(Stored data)
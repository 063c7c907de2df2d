//! Append-only session log.
//!
//! Every entry is prefixed with a local `[YYYY-MM-DD HH:MM:SS]` timestamp.

use crate::output::render_result;
use anamnesis_domain::{ExtractionResult, ResultSink, RunId, RunSummary};
use chrono::Local;
use std::fs::{File, OpenOptions};
use std::io::{self, Write};
use std::path::{Path, PathBuf};

/// Opening marker of every session
pub const SESSION_MARKER: &str = "=== NEW SESSION START ===";

/// Appends one session per run to a log file
pub struct LogFileSink {
    file: File,
    path: PathBuf,
}

impl LogFileSink {
    /// Open `path` for appending, creating it if needed
    pub fn open(path: impl AsRef<Path>) -> io::Result<Self> {
        let path = path.as_ref().to_path_buf();
        let file = OpenOptions::new().create(true).append(true).open(&path)?;
        Ok(Self { file, path })
    }

    /// Location of the log file
    pub fn path(&self) -> &Path {
        &self.path
    }

    fn write_entry(&mut self, text: &str) -> io::Result<()> {
        let timestamp = Local::now().format("[%Y-%m-%d %H:%M:%S]");
        writeln!(self.file, "{} {}", timestamp, text)
    }
}

impl ResultSink for LogFileSink {
    type Error = io::Error;

    fn begin(&mut self, run_id: RunId, narrative: &str) -> io::Result<()> {
        self.write_entry(&format!("{} run {}", SESSION_MARKER, run_id))?;
        self.write_entry(&format!("INPUT:\n{}\n", narrative))
    }

    fn accept(&mut self, result: &ExtractionResult) -> io::Result<()> {
        self.write_entry(&render_result(result))
    }

    fn finish(&mut self, summary: &RunSummary) -> io::Result<()> {
        self.write_entry(&format!("\n✅ Total Time: {:.2}s\n", summary.elapsed_seconds()))?;
        self.file.flush()
    }
}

## What you are asked to do:
None of the lines before the one containing "fn accept(&mut self, result: &ExtractionResult)" belong in the answer; reproduce that line and all later lines of the records exactly.

## Answer box:
    fn accept(&mut self, result: &ExtractionResult) -> io::Result<()> {
        self.write_entry(&render_result(result))
    }

    fn finish(&mut self, summary: &RunSummary) -> io::Result<()> {
        self.write_entry(&format!("\n✅ Total Time: {:.2}s\n", summary.elapsed_seconds()))?;
        self.file.flush()
    }
}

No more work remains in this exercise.